L'analyse du code partagé
L'analyse du code partagé est une autre technique couramment utilisée pour remonter la piste d'une attaque. « Cette analyse permet de voir que tel échantillon appartient à tel échantillon et de regarder si le second échantillon pourrait être lié à un pays ou à un groupe et identifier ainsi la source », a déclaré pour sa part Vitor Ventura. Cependant, ce dernier a mis en garde les chercheurs sur le fait que cette méthode pouvait donner de faux résultats, en particulier quand le code partagé était accessible au public. Dans ce cas, les similitudes de code peuvent conduire à une mauvaise attribution. M. Ventura a cité l'exemple d'un chercheur qui avait lié deux échantillons de logiciels malveillants en recherchant le code partagé, et qui s'était rendu compte plus tard, que le code provenait d'une bibliothèque TLS intégrée. Or, cette source publique est largement utilisée par les développeurs et ne permet pas d'établir des liens solides et fiables entre deux échantillons de logiciels malveillants. « Parfois, nous retrouvons plein de chevauchements de code, mais quand nous faisons des recherches plus approfondies, quand nous examinons les autres informations dont nous disposons, nous sommes amenés à remettre en question nos conclusions ».

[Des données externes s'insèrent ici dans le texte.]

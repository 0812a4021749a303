//! Tesseract4D - interactive 4D hypercube viewer
//!
//! Drag with the left button to turn the tesseract in the XZ/YZ planes, with
//! the right button to turn it through W, and scroll to zoom.

use winit::{
    application::ApplicationHandler,
    event::WindowEvent,
    event_loop::{ActiveEventLoop, ControlFlow, EventLoop},
    keyboard::PhysicalKey,
    window::WindowId,
};

use tesseract4d::config::AppConfig;
use tesseract4d::input::{InputAction, InputMapper};
use tesseract4d::systems::{RenderError, RenderSystem, SimulationSystem, WindowSystem};
use tesseract4d_input::PointerController;

/// Main application state
struct App {
    config: AppConfig,
    window: Option<WindowSystem>,
    render: Option<RenderSystem>,
    simulation: SimulationSystem,
    pointer: PointerController,
}

impl App {
    fn new(config: AppConfig) -> Self {
        let simulation = SimulationSystem::new(config.hypercube.scale());

        Self {
            config,
            window: None,
            render: None,
            simulation,
            pointer: PointerController::new(),
        }
    }

    fn handle_action(&mut self, action: InputAction, event_loop: &ActiveEventLoop) {
        match action {
            InputAction::ToggleFullscreen => {
                if let Some(window) = &self.window {
                    window.toggle_fullscreen();
                }
            }
            InputAction::LeaveFullscreen => {
                if let Some(window) = &self.window {
                    window.leave_fullscreen();
                }
            }
            InputAction::Exit => {
                log::info!("Exit requested");
                event_loop.exit();
            }
        }
    }

    /// Update phase followed by the draw phase
    fn frame(&mut self, event_loop: &ActiveEventLoop) {
        let input = self.pointer.take_frame_input();
        let result = self.simulation.update(&input);

        if let Some(window) = &mut self.window {
            window.update_title(self.simulation.scale());
        }

        if let Some(render) = &mut self.render {
            render.apply(&result, self.simulation.streams());

            match render.render_frame() {
                Ok(()) => {}
                Err(RenderError::SurfaceLost) => {
                    log::warn!("Surface lost; reconfiguring");
                    render.reconfigure();
                }
                Err(RenderError::OutOfMemory) => {
                    log::error!("GPU out of memory");
                    event_loop.exit();
                    return;
                }
                Err(e) => log::warn!("{}; skipping frame", e),
            }
        }

        if let Some(window) = &self.window {
            window.request_redraw();
        }
    }
}

impl ApplicationHandler for App {
    fn resumed(&mut self, event_loop: &ActiveEventLoop) {
        if self.window.is_some() {
            return;
        }

        let window = match WindowSystem::create(event_loop, &self.config.window) {
            Ok(window) => window,
            Err(e) => {
                log::error!("{}", e);
                event_loop.exit();
                return;
            }
        };

        match RenderSystem::new(window.window().clone(), &self.config, self.simulation.streams()) {
            Ok(render) => {
                let (width, height) = render.size();
                log::info!("Renderer ready at {}x{}", width, height);
                self.render = Some(render);
            }
            Err(e) => {
                log::error!("{}", e);
                event_loop.exit();
                return;
            }
        }

        window.request_redraw();
        self.window = Some(window);
    }

    fn window_event(&mut self, event_loop: &ActiveEventLoop, _id: WindowId, event: WindowEvent) {
        match event {
            WindowEvent::CloseRequested => {
                event_loop.exit();
            }

            WindowEvent::Resized(physical_size) => {
                if let Some(render) = &mut self.render {
                    render.resize(physical_size.width, physical_size.height);
                }
            }

            WindowEvent::KeyboardInput { event, .. } => {
                if let PhysicalKey::Code(key) = event.physical_key {
                    let fullscreen = self.window.as_ref().is_some_and(|w| w.is_fullscreen());
                    if let Some(action) =
                        InputMapper::map_keyboard(key, event.state, event.repeat, fullscreen)
                    {
                        self.handle_action(action, event_loop);
                    }
                }
            }

            WindowEvent::CursorMoved { position, .. } => {
                self.pointer.process_cursor_moved(position.x, position.y);
            }

            WindowEvent::CursorLeft { .. } => {
                self.pointer.process_cursor_left();
            }

            WindowEvent::MouseInput { state, button, .. } => {
                self.pointer.process_mouse_button(button, state);
            }

            WindowEvent::MouseWheel { delta, .. } => {
                self.pointer.process_mouse_wheel(delta);
            }

            WindowEvent::RedrawRequested => {
                self.frame(event_loop);
            }

            _ => {}
        }
    }
}

fn main() {
    let config = AppConfig::load();

    // RUST_LOG wins over the configured level
    let level = config
        .as_ref()
        .map(|c| c.debug.log_level.clone())
        .unwrap_or_else(|_| "info".to_string());
    env_logger::Builder::from_env(env_logger::Env::default().default_filter_or(level)).init();

    let config = config.unwrap_or_else(|e| {
        log::warn!("Failed to load config: {}. Using defaults.", e);
        AppConfig::default()
    });

    log::info!("Starting Tesseract4D");

    let event_loop = EventLoop::new().expect("Failed to create event loop");
    event_loop.set_control_flow(ControlFlow::Poll);

    let mut app = App::new(config);
    event_loop.run_app(&mut app).expect("Event loop error");
}
//! GPU rendering system
//!
//! Manages GPU rendering including:
//! - Render context and surface
//! - The hypercube renderer and its buffers
//! - Frame submission and surface error mapping

use std::sync::Arc;
use winit::window::Window;
use tesseract4d_core::{RenderStreams, Topology};
use tesseract4d_render::{ContextError, HypercubeRenderer, RenderContext, SceneMatrices};
use crate::config::AppConfig;
use super::SimulationResult;

/// Render error types
#[derive(Debug)]
pub enum RenderError {
    /// Surface was lost (window resized, minimized, etc.)
    SurfaceLost,
    /// GPU out of memory
    OutOfMemory,
    /// Other surface error
    Other(String),
}

impl std::fmt::Display for RenderError {
    fn fmt(&self, f: &mut std::fmt::Formatter<'_>) -> std::fmt::Result {
        match self {
            RenderError::SurfaceLost => write!(f, "Surface lost"),
            RenderError::OutOfMemory => write!(f, "Out of memory"),
            RenderError::Other(msg) => write!(f, "Render error: {}", msg),
        }
    }
}

impl std::error::Error for RenderError {}

impl From<wgpu::SurfaceError> for RenderError {
    fn from(e: wgpu::SurfaceError) -> Self {
        match e {
            wgpu::SurfaceError::Lost | wgpu::SurfaceError::Outdated => RenderError::SurfaceLost,
            wgpu::SurfaceError::OutOfMemory => RenderError::OutOfMemory,
            other => RenderError::Other(format!("{:?}", other)),
        }
    }
}

/// Manages GPU rendering
pub struct RenderSystem {
    context: RenderContext,
    renderer: HypercubeRenderer,
}

impl RenderSystem {
    /// Create render system from window and config
    pub fn new(
        window: Arc<Window>,
        config: &AppConfig,
        streams: &RenderStreams,
    ) -> Result<Self, ContextError> {
        let context = pollster::block_on(RenderContext::with_vsync(window, config.window.vsync))?;

        let matrices = SceneMatrices::new(
            config.camera.to_camera_settings(),
            config.hypercube.scale(),
        );

        let renderer = HypercubeRenderer::new(
            &context.device,
            context.config.format,
            config.rendering.sample_count(),
            &Topology::new(),
            streams.clone(),
            matrices,
            config.rendering.background_color,
        );

        Ok(Self { context, renderer })
    }

    /// Handle window resize
    pub fn resize(&mut self, width: u32, height: u32) {
        self.context
            .resize(winit::dpi::PhysicalSize::new(width, height));
    }

    /// Recreate the swapchain after it was lost
    pub fn reconfigure(&mut self) {
        self.context.reconfigure();
    }

    /// Hand the outcome of a simulation frame to the renderer
    pub fn apply(&mut self, result: &SimulationResult, streams: &RenderStreams) {
        if let Some(factor) = result.world_scale {
            self.renderer.scale_world(factor);
        }
        if result.geometry_dirty {
            self.renderer.set_streams(streams);
        }
    }

    /// Render a single frame
    pub fn render_frame(&mut self) -> Result<(), RenderError> {
        self.renderer
            .prepare(&self.context.device, &self.context.queue, &self.context);

        let output = self.context.surface.get_current_texture()?;

        let view = output
            .texture
            .create_view(&wgpu::TextureViewDescriptor::default());

        let mut encoder = self
            .context
            .device
            .create_command_encoder(&wgpu::CommandEncoderDescriptor {
                label: Some("Render Encoder"),
            });

        self.renderer.render(&mut encoder, &view);

        self.context.queue.submit(std::iter::once(encoder.finish()));
        output.present();

        Ok(())
    }

    /// Get current surface size
    pub fn size(&self) -> (u32, u32) {
        (self.context.size.width, self.context.size.height)
    }
}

Le piège des fausses bannières
« Les fausses bannières peuvent également conduire les chercheurs à une conclusion erronée », a déclaré M. Ventura. Le malware Olympic Destroyer, utilisé pour cibler les Jeux olympiques de PyeongChang de 2018, en Corée du Sud, en est un bon exemple. Les experts en sécurité avaient été trompés par les fausses bannières intégrées dans le malware pour semer la confusion et l'avaient attribué à la Russie, à l'Iran, à la Chine et à la Corée du Nord. Selon M. Ventura, dans ce genre d'analyse, seuls les agences de renseignement disposent des bonnes informations. « Ils ont des informations que nous n'avons pas, comme le Renseignement d'origine électromagnétique ou SIGINT (Signals Intelligence), ils ont l'intelligence humaine. Ils peuvent exploiter toutes sortes de sources auxquelles nous n'avons généralement pas accès. Comparativement, nous avons peu d'informations », a-t-il déclaré.
Vitor Ventura a également évoqué la frustration que pouvaient ressentir les chercheurs en sécurité face à ce manque d'information et à l'impossibilité de savoir comment les agences de renseignement parvenaient à remonter la piste des attaques. « En tant que chercheurs, ce genre de situation nous met extrêmement mal à l'aise, parce que nous aimons les choses vérifiables. Or, nous ne pouvons pas vérifier ces analyses parce que nous n'avons tout simplement pas accès à toutes les informations ». Selon lui, la meilleure façon de surmonter cette frustration est d'accepter que certaines choses ne puissent jamais être connues. « C'est un point que nous devons accepter. Cela ne veut pas dire que ce que disent les agences de renseignement est incontestable, mais que nous devons accepter le fait qu'elles ne peuvent partager toutes leurs informations ».